Difficile credere che temi siffatti partano tutti da una semplice casa nel bosco. Ma è al tempo stesso incoscienza e temerarietà, quella che ha spinto a questa operazione.
Oltre che la presa d’atto che il mondo, la società umana funziona a cicli, riproponendo incessantemente le stesse storie, le stesse vicende, perché ubbidisce evidentemente a un disegno superiore che stenta a comprendere. E che talvolta è bello rifiutare. Altro sogno comune a moltissimi: distruggere con la fantasia ciò che di noioso ci incatena. Che la fantasia e le sue spaventose creature irrompano nel mondo, travolgendo gli sciocchi.
Questo, volendo attribuire a The Cabin in the Woods un significato ulteriore.
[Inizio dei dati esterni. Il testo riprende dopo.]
//! Notification status counts for the metrics endpoint.

use async_trait::async_trait;
use sqlx::{PgPool, Row};

use courier_application::ports::{MetricsProvider, NotificationStats};
use courier_domain::{DomainError, Result};

#[derive(Clone)]
pub struct PostgresMetricsRepository {
    pool: PgPool,
}

impl PostgresMetricsRepository {
    pub fn new(pool: PgPool) -> Self {
        Self { pool }
    }
}

#[async_trait]
impl MetricsProvider for PostgresMetricsRepository {
    async fn notification_stats(&self) -> Result<NotificationStats> {
        let rows = sqlx::query(
            "SELECT status, COUNT(*) AS count FROM notifications \
             WHERE deleted_at IS NULL GROUP BY status",
        )
        .fetch_all(&self.pool)
        .await
        .map_err(|e| DomainError::infrastructure(format!("failed to load stats: {e}")))?;

        let mut stats = NotificationStats::default();
        for row in rows {
            let status: String = row.get("status");
            let count: i64 = row.get("count");
            match status.as_str() {
                "pending" => stats.pending = count,
                "queued" => stats.queued = count,
                "sent" => stats.sent = count,
                "failed" => stats.failed = count,
                _ => {}
            }
            stats.total += count;
        }
        Ok(stats)
    }
}
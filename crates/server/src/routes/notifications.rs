//! Notification and batch endpoints.

use axum::extract::{Path, Query, State};
use axum::http::StatusCode;
use axum::routing::{get, post};
use axum::{Json, Router};
use chrono::DateTime;
use serde::Deserialize;

use courier_application::notifications::{
    BatchItem, CreateBatchCommand, CreateCommand, ListQuery,
};
use courier_domain::{BatchId, Channel, DomainError, Notification, NotificationId, Status};

use crate::dto::{
    BatchCreatedResponse, BatchWithNotificationsResponse, CancelBatchResponse, ListResponse,
    NotificationItem,
};
use crate::error::ApiError;
use crate::state::AppState;

pub fn router() -> Router<AppState> {
    Router::new()
        .route("/notifications", post(create_notification).get(list_notifications))
        .route("/notifications/batches", post(create_batch))
        .route("/notifications/{id}", get(get_notification))
        .route("/notifications/{id}/cancel", post(cancel_notification))
        .route("/batches/{id}/notifications", get(get_batch))
        .route("/batches/{id}/cancel", post(cancel_batch))
}

/// POST /notifications
async fn create_notification(
    State(state): State<AppState>,
    Json(item): Json<NotificationItem>,
) -> Result<(StatusCode, Json<Notification>), ApiError> {
    let errors = item.validate();
    if !errors.is_empty() {
        return Err(ApiError::Validation(errors));
    }

    let created = state
        .create
        .execute(CreateCommand {
            recipient: item.recipient,
            channel: item.channel,
            priority: item.priority,
            content: item.content,
            idempotency_key: item.idempotency_key,
        })
        .await?;

    // The row is persisted but unpublished; surface the broker failure.
    if let Some(publish_error) = created.publish_error {
        return Err(publish_error.into());
    }

    Ok((StatusCode::CREATED, Json(created.notification)))
}

/// POST /notifications/batches
///
/// Per-item validation happens inside the use case: invalid items are
/// skipped and counted, never failing the whole batch.
async fn create_batch(
    State(state): State<AppState>,
    Json(items): Json<Vec<NotificationItem>>,
) -> Result<(StatusCode, Json<BatchCreatedResponse>), ApiError> {
    let idempotency_key = items.first().and_then(|item| item.idempotency_key.clone());
    let command = CreateBatchCommand {
        items: items
            .into_iter()
            .map(|item| BatchItem {
                recipient: item.recipient,
                channel: item.channel,
                priority: item.priority,
                content: item.content,
            })
            .collect(),
        idempotency_key,
    };

    let created = state.create.execute_batch(command).await?;
    if let Some(publish_error) = created.publish_error {
        return Err(publish_error.into());
    }

    Ok((
        StatusCode::CREATED,
        Json(BatchCreatedResponse {
            batch_id: created.batch.id,
            notifications: created.notifications,
            skipped: created.skipped,
        }),
    ))
}

/// GET /notifications/:id
async fn get_notification(
    State(state): State<AppState>,
    Path(id): Path<String>,
) -> Result<Json<Notification>, ApiError> {
    let id = parse_notification_id(&id)?;
    Ok(Json(state.queries.get(id).await?))
}

#[derive(Debug, Default, Deserialize)]
struct ListParams {
    status: Option<String>,
    channel: Option<String>,
    from: Option<String>,
    to: Option<String>,
    batch_id: Option<String>,
    limit: Option<String>,
    offset: Option<String>,
}

/// GET /notifications
///
/// Unrecognized filter values are ignored rather than rejected.
async fn list_notifications(
    State(state): State<AppState>,
    Query(params): Query<ListParams>,
) -> Result<Json<ListResponse>, ApiError> {
    let query = ListQuery {
        status: params.status.as_deref().and_then(Status::parse),
        channel: params.channel.as_deref().and_then(Channel::parse),
        from_time: params
            .from
            .as_deref()
            .and_then(|s| DateTime::parse_from_rfc3339(s).ok())
            .map(|t| t.to_utc()),
        to_time: params
            .to
            .as_deref()
            .and_then(|s| DateTime::parse_from_rfc3339(s).ok())
            .map(|t| t.to_utc()),
        batch_id: params.batch_id.as_deref().and_then(BatchId::parse),
        limit: params.limit.as_deref().and_then(|s| s.parse().ok()),
        offset: params.offset.as_deref().and_then(|s| s.parse().ok()),
    };

    let result = state.queries.list(query).await?;
    Ok(Json(ListResponse {
        notifications: result.notifications,
        total: result.total,
    }))
}

/// POST /notifications/:id/cancel
async fn cancel_notification(
    State(state): State<AppState>,
    Path(id): Path<String>,
) -> Result<StatusCode, ApiError> {
    let id = parse_notification_id(&id)?;
    state.cancel.execute(id).await?;
    Ok(StatusCode::NO_CONTENT)
}

/// GET /batches/:id/notifications
async fn get_batch(
    State(state): State<AppState>,
    Path(id): Path<String>,
) -> Result<Json<BatchWithNotificationsResponse>, ApiError> {
    let id = parse_batch_id(&id)?;
    let result = state.queries.get_batch(id).await?;
    Ok(Json(BatchWithNotificationsResponse {
        batch: result.batch,
        notifications: result.notifications,
    }))
}

/// POST /batches/:id/cancel
async fn cancel_batch(
    State(state): State<AppState>,
    Path(id): Path<String>,
) -> Result<Json<CancelBatchResponse>, ApiError> {
    let id = parse_batch_id(&id)?;
    let cancelled = state.cancel.execute_batch(id).await?;
    Ok(Json(CancelBatchResponse { cancelled }))
}

// Malformed ids can't match any row; they read as absent resources.
fn parse_notification_id(raw: &str) -> Result<NotificationId, ApiError> {
    NotificationId::parse(raw).ok_or_else(|| DomainError::NotFound.into())
}

fn parse_batch_id(raw: &str) -> Result<BatchId, ApiError> {
    BatchId::parse(raw).ok_or_else(|| DomainError::NotFound.into())
}
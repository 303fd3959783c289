//! PostgreSQL notification repository.

use async_trait::async_trait;
use chrono::{DateTime, Utc};
use sqlx::postgres::PgRow;
use sqlx::{PgPool, QueryBuilder, Row};

use courier_application::ports::{ListFilter, ListResult, NotificationRepository};
use courier_domain::{
    BatchId, Channel, DomainError, Notification, NotificationId, Priority, Result, Status,
};

/// Bulk inserts are chunked to stay clear of the bind parameter limit.
const INSERT_CHUNK_SIZE: usize = 100;

const SELECT_COLUMNS: &str = "id, batch_id, recipient, channel, content, priority, status, \
     idempotency_key, created_at, updated_at, sent_at, failure_reason";

#[derive(Clone)]
pub struct PostgresNotificationRepository {
    pool: PgPool,
}

impl PostgresNotificationRepository {
    pub fn new(pool: PgPool) -> Self {
        Self { pool }
    }
}

#[async_trait]
impl NotificationRepository for PostgresNotificationRepository {
    async fn create(&self, notification: &Notification) -> Result<()> {
        sqlx::query(
            r#"
            INSERT INTO notifications
                (id, batch_id, recipient, channel, content, priority, status,
                 idempotency_key, created_at, updated_at, sent_at, failure_reason)
            VALUES ($1, $2, $3, $4, $5, $6, $7, $8, $9, $10, $11, $12)
            "#,
        )
        .bind(notification.id.0)
        .bind(notification.batch_id.map(|b| b.0))
        .bind(&notification.recipient)
        .bind(notification.channel.as_str())
        .bind(&notification.content)
        .bind(notification.priority.as_str())
        .bind(notification.status.as_str())
        .bind(&notification.idempotency_key)
        .bind(notification.created_at)
        .bind(notification.updated_at)
        .bind(notification.sent_at)
        .bind(&notification.failure_reason)
        .execute(&self.pool)
        .await
        .map_err(map_insert_error)?;

        Ok(())
    }

    async fn create_batch(&self, notifications: &[Notification]) -> Result<()> {
        if notifications.is_empty() {
            return Ok(());
        }

        for chunk in notifications.chunks(INSERT_CHUNK_SIZE) {
            let mut builder = QueryBuilder::new(
                "INSERT INTO notifications \
                 (id, batch_id, recipient, channel, content, priority, status, \
                  idempotency_key, created_at, updated_at, sent_at, failure_reason) ",
            );
            builder.push_values(chunk, |mut row, n| {
                row.push_bind(n.id.0)
                    .push_bind(n.batch_id.map(|b| b.0))
                    .push_bind(&n.recipient)
                    .push_bind(n.channel.as_str())
                    .push_bind(&n.content)
                    .push_bind(n.priority.as_str())
                    .push_bind(n.status.as_str())
                    .push_bind(&n.idempotency_key)
                    .push_bind(n.created_at)
                    .push_bind(n.updated_at)
                    .push_bind(n.sent_at)
                    .push_bind(&n.failure_reason);
            });

            builder
                .build()
                .execute(&self.pool)
                .await
                .map_err(map_insert_error)?;
        }

        Ok(())
    }

    async fn get_by_id(&self, id: &NotificationId) -> Result<Notification> {
        let row = sqlx::query(&format!(
            "SELECT {SELECT_COLUMNS} FROM notifications WHERE id = $1 AND deleted_at IS NULL"
        ))
        .bind(id.0)
        .fetch_optional(&self.pool)
        .await
        .map_err(|e| DomainError::infrastructure(format!("failed to load notification: {e}")))?;

        match row {
            Some(row) => map_row_to_notification(row),
            None => Err(DomainError::NotFound),
        }
    }

    async fn get_by_batch_id(&self, batch_id: &BatchId) -> Result<Vec<Notification>> {
        let rows = sqlx::query(&format!(
            "SELECT {SELECT_COLUMNS} FROM notifications \
             WHERE batch_id = $1 AND deleted_at IS NULL ORDER BY created_at"
        ))
        .bind(batch_id.0)
        .fetch_all(&self.pool)
        .await
        .map_err(|e| {
            DomainError::infrastructure(format!("failed to load batch notifications: {e}"))
        })?;

        rows.into_iter().map(map_row_to_notification).collect()
    }

    async fn update_status(
        &self,
        id: &NotificationId,
        status: Status,
        sent_at: Option<DateTime<Utc>>,
        failure_reason: Option<String>,
    ) -> Result<()> {
        let result = sqlx::query(
            r#"
            UPDATE notifications
            SET status = $2,
                updated_at = NOW(),
                sent_at = COALESCE($3, sent_at),
                failure_reason = COALESCE($4, failure_reason)
            WHERE id = $1 AND deleted_at IS NULL
            "#,
        )
        .bind(id.0)
        .bind(status.as_str())
        .bind(sent_at)
        .bind(failure_reason)
        .execute(&self.pool)
        .await
        .map_err(|e| DomainError::infrastructure(format!("failed to update status: {e}")))?;

        if result.rows_affected() == 0 {
            return Err(DomainError::NotFound);
        }
        Ok(())
    }

    async fn list(&self, filter: &ListFilter) -> Result<ListResult> {
        let mut count_builder =
            QueryBuilder::new("SELECT COUNT(*) FROM notifications WHERE deleted_at IS NULL");
        push_filters(&mut count_builder, filter);
        let total: i64 = count_builder
            .build()
            .fetch_one(&self.pool)
            .await
            .map_err(|e| DomainError::infrastructure(format!("failed to count notifications: {e}")))?
            .get(0);

        let mut builder = QueryBuilder::new(format!(
            "SELECT {SELECT_COLUMNS} FROM notifications WHERE deleted_at IS NULL"
        ));
        push_filters(&mut builder, filter);
        builder
            .push(" ORDER BY created_at DESC LIMIT ")
            .push_bind(filter.limit)
            .push(" OFFSET ")
            .push_bind(filter.offset);

        let rows = builder
            .build()
            .fetch_all(&self.pool)
            .await
            .map_err(|e| DomainError::infrastructure(format!("failed to list notifications: {e}")))?;

        let notifications = rows
            .into_iter()
            .map(map_row_to_notification)
            .collect::<Result<Vec<_>>>()?;

        Ok(ListResult {
            notifications,
            total,
        })
    }

    async fn cancel_pending(&self, id: &NotificationId) -> Result<()> {
        let result = sqlx::query(
            r#"
            UPDATE notifications
            SET status = 'cancelled', updated_at = NOW()
            WHERE id = $1
              AND status IN ('pending', 'queued')
              AND deleted_at IS NULL
            "#,
        )
        .bind(id.0)
        .execute(&self.pool)
        .await
        .map_err(|e| DomainError::infrastructure(format!("failed to cancel notification: {e}")))?;

        if result.rows_affected() == 0 {
            return Err(DomainError::NotFound);
        }
        Ok(())
    }

    async fn cancel_pending_by_batch(&self, batch_id: &BatchId) -> Result<u64> {
        let result = sqlx::query(
            r#"
            UPDATE notifications
            SET status = 'cancelled', updated_at = NOW()
            WHERE batch_id = $1
              AND status IN ('pending', 'queued')
              AND deleted_at IS NULL
            "#,
        )
        .bind(batch_id.0)
        .execute(&self.pool)
        .await
        .map_err(|e| DomainError::infrastructure(format!("failed to cancel batch: {e}")))?;

        Ok(result.rows_affected())
    }

    async fn exists_by_idempotency_key(&self, key: &str) -> Result<bool> {
        let row = sqlx::query(
            "SELECT 1 FROM notifications \
             WHERE idempotency_key = $1 AND deleted_at IS NULL LIMIT 1",
        )
        .bind(key)
        .fetch_optional(&self.pool)
        .await
        .map_err(|e| {
            DomainError::infrastructure(format!("failed to check idempotency key: {e}"))
        })?;

        Ok(row.is_some())
    }
}

fn push_filters(builder: &mut QueryBuilder<'_, sqlx::Postgres>, filter: &ListFilter) {
    if let Some(status) = filter.status {
        builder.push(" AND status = ").push_bind(status.as_str());
    }
    if let Some(channel) = filter.channel {
        builder.push(" AND channel = ").push_bind(channel.as_str());
    }
    if let Some(from) = filter.from_time {
        builder.push(" AND created_at >= ").push_bind(from);
    }
    if let Some(to) = filter.to_time {
        builder.push(" AND created_at <= ").push_bind(to);
    }
    if let Some(batch_id) = filter.batch_id {
        builder.push(" AND batch_id = ").push_bind(batch_id.0);
    }
}

/// Unique violations on the idempotency index surface as duplicates.
fn map_insert_error(e: sqlx::Error) -> DomainError {
    if let sqlx::Error::Database(ref db_err) = e {
        if db_err.is_unique_violation() {
            return DomainError::DuplicateRequest;
        }
    }
    DomainError::infrastructure(format!("failed to insert notification: {e}"))
}

fn map_row_to_notification(row: PgRow) -> Result<Notification> {
    let channel_raw: String = row.get("channel");
    let priority_raw: String = row.get("priority");
    let status_raw: String = row.get("status");

    let channel = Channel::parse(&channel_raw)
        .ok_or_else(|| DomainError::infrastructure(format!("unknown channel: {channel_raw}")))?;
    let priority = Priority::parse(&priority_raw)
        .ok_or_else(|| DomainError::infrastructure(format!("unknown priority: {priority_raw}")))?;
    let status = Status::parse(&status_raw)
        .ok_or_else(|| DomainError::infrastructure(format!("unknown status: {status_raw}")))?;

    Ok(Notification {
        id: NotificationId(row.get("id")),
        batch_id: row
            .get::<Option<uuid::Uuid>, _>("batch_id")
            .map(BatchId),
        recipient: row.get("recipient"),
        channel,
        content: row.get("content"),
        priority,
        status,
        idempotency_key: row.get("idempotency_key"),
        created_at: row.get("created_at"),
        updated_at: row.get("updated_at"),
        sent_at: row.get("sent_at"),
        failure_reason: row.get("failure_reason"),
    })
}
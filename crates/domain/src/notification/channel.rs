use std::fmt;

use serde::{Deserialize, Serialize};

/// Delivery channel of a notification.
#[derive(Debug, Clone, Copy, PartialEq, Eq, Hash, Serialize, Deserialize)]
#[serde(rename_all = "lowercase")]
pub enum Channel {
    Sms,
    Email,
    Push,
}

impl Channel {
    pub const ALL: [Channel; 3] = [Channel::Sms, Channel::Email, Channel::Push];

    /// Parse a wire value; `None` for anything outside the known set.
    pub fn parse(s: &str) -> Option<Self> {
        match s {
            "sms" => Some(Channel::Sms),
            "email" => Some(Channel::Email),
            "push" => Some(Channel::Push),
            _ => None,
        }
    }

    pub fn as_str(&self) -> &'static str {
        match self {
            Channel::Sms => "sms",
            Channel::Email => "email",
            Channel::Push => "push",
        }
    }
}

impl fmt::Display for Channel {
    fn fmt(&self, f: &mut fmt::Formatter<'_>) -> fmt::Result {
        f.write_str(self.as_str())
    }
}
Ma da solo, guardando alle incredibili sequenze che ci vengono mostrate, le scene di massacro indimenticabili, lo spettacolo messo in scena per il puro divertimento, che evada dalla battuta automatica, dai rutti e dalle scoregge, che è divertimento ragionato che sfida e provoca, anche preso così, dicevo, è spettacolo sommo.
E poi, quei due, sul finale, seduti sui gradini e sporchi di sangue… mi ricordano qualcuno.
Insomma, non perdetelo.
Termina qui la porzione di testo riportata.